We will not consider any two-dimensional kernel, nor the binary classification problem for block roughening, due to the highly unbalanced classes resulting from the results of the previous step. As we can see from Figures 5.3.6a and 5.3.6b, which depict the loss and accuracy plots of the model, respectively, the model suffers from overfitting. Due to the large imbalance of the data set, we choose to balance it by randomly selecting 100 kernels from the last class that refers to bcf 16, and for the remaining classes we keep all kernels.

Discussion

OpenCL Device-Aware Mapping with NLP

CUDA Thread/Block Coarsening using NLP

In this Diploma thesis we study ways to incorporate programming code data into Natural Language Processing (NLP).
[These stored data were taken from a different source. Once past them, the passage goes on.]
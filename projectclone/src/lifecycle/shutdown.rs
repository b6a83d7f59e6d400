//! Cancellation on SIGTERM and SIGINT.
//!
//! On a signal the coordinator:
//! - cancels the run's token so the pipeline unwinds at its next safe point
//! - sweeps the cleanup registry
//! - leaves the non-zero exit to the caller once the pipeline has returned

use crate::lifecycle::cleanup::CleanupRegistry;
use std::sync::Arc;
use tokio::signal;
use tokio_util::sync::CancellationToken;
use tracing::warn;

/// Exit status of a run terminated by a signal.
pub const CANCELLED_EXIT_CODE: i32 = 130;

/// Shutdown coordinator
#[derive(Debug, Clone)]
pub struct ShutdownCoordinator {
    cancel: CancellationToken,
    registry: Arc<CleanupRegistry>,
}

impl ShutdownCoordinator {
    /// Create a new shutdown coordinator sweeping `registry` on signal
    pub fn new(registry: Arc<CleanupRegistry>) -> Self {
        Self {
            cancel: CancellationToken::new(),
            registry,
        }
    }

    /// Token observed by the pipeline
    pub fn token(&self) -> CancellationToken {
        self.cancel.clone()
    }

    pub fn is_cancelled(&self) -> bool {
        self.cancel.is_cancelled()
    }

    /// Wait for SIGINT or SIGTERM, then cancel and sweep.
    pub async fn wait_for_signal(&self) {
        let ctrl_c = async {
            if let Err(e) = signal::ctrl_c().await {
                warn!("Failed to install Ctrl+C handler: {}", e);
                std::future::pending::<()>().await;
            }
        };

        #[cfg(unix)]
        let terminate = async {
            match signal::unix::signal(signal::unix::SignalKind::terminate()) {
                Ok(mut stream) => {
                    stream.recv().await;
                }
                Err(e) => {
                    warn!("Failed to install SIGTERM handler: {}", e);
                    std::future::pending::<()>().await;
                }
            }
        };

        #[cfg(not(unix))]
        let terminate = std::future::pending::<()>();

        let name = tokio::select! {
            _ = ctrl_c => "SIGINT",
            _ = terminate => "SIGTERM",
        };

        self.handle_signal(name);
    }

    /// Cancel the run and remove every registered temporary.
    /// Returns the number of temporaries removed.
    pub fn handle_signal(&self, name: &str) -> usize {
        self.cancel.cancel();
        let removed = self.registry.cleanup();
        warn!(signal = name, removed, "Signal received, cleaning up temporary files");
        removed
    }
}

#[cfg(test)]
mod tests {
    use super::*;
    use std::fs;
    use tempfile::TempDir;

    #[tokio::test]
    async fn test_shutdown_coordinator() {
        let coordinator = ShutdownCoordinator::new(Arc::new(CleanupRegistry::new()));
        let token = coordinator.token();

        let handle = tokio::spawn(async move {
            token.cancelled().await;
        });

        coordinator.handle_signal("SIGINT");

        handle.await.unwrap();
        assert!(coordinator.is_cancelled());
    }

    #[test]
    fn test_signal_sweeps_registry() -> std::io::Result<()> {
        let temp_dir = TempDir::new()?;
        let registry = Arc::new(CleanupRegistry::new());
        let tmp = temp_dir.path().join(".record.tmp-1");
        fs::create_dir(&tmp)?;
        fs::write(tmp.join("partial"), b"half")?;
        registry.register_dir(&tmp);

        let coordinator = ShutdownCoordinator::new(Arc::clone(&registry));
        assert_eq!(coordinator.handle_signal("SIGTERM"), 1);

        assert!(!tmp.exists());
        assert!(registry.is_empty());
        Ok(())
    }
}
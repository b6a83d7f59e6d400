//! File system helpers: traversal, exclusion rules, metadata and permissions.

pub mod ignore;
pub mod metadata;
pub mod permissions;
pub mod walker;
Our goal is to learn how to use machine learning to predict the best optimization heuristics for parallel applications based on their quantitative characteristics. Optimizing wire coarsening provides a more balanced picture, but again, the majority of kernels get a boost when coarsened.

When it comes to machine learning, we achieve a prediction accuracy of 84% for the binary classification problem of thread coarsening, with an average speedup of 1.7, and for the five-class classification problem of thread and block coarsening, we achieve an accuracy of 42% and 33%. respectively. Furthermore, we find that for every problem we studied, the model is prone to overfitting. Finally, in the case of five-classification of thread-coarsened kernels, we study the speedup of the misclassified kernels and find that even if the model does not predict the optimal class, the predicted classes achieve an average speedup of 1.5.

Future Work

In: Proceedings of the 2013 IEEE/ACM International Symposium on Code Generation and Optimization (CGO). In: Proceedings of the 38th ACM SIGIR international conference on research and development in information retrieval.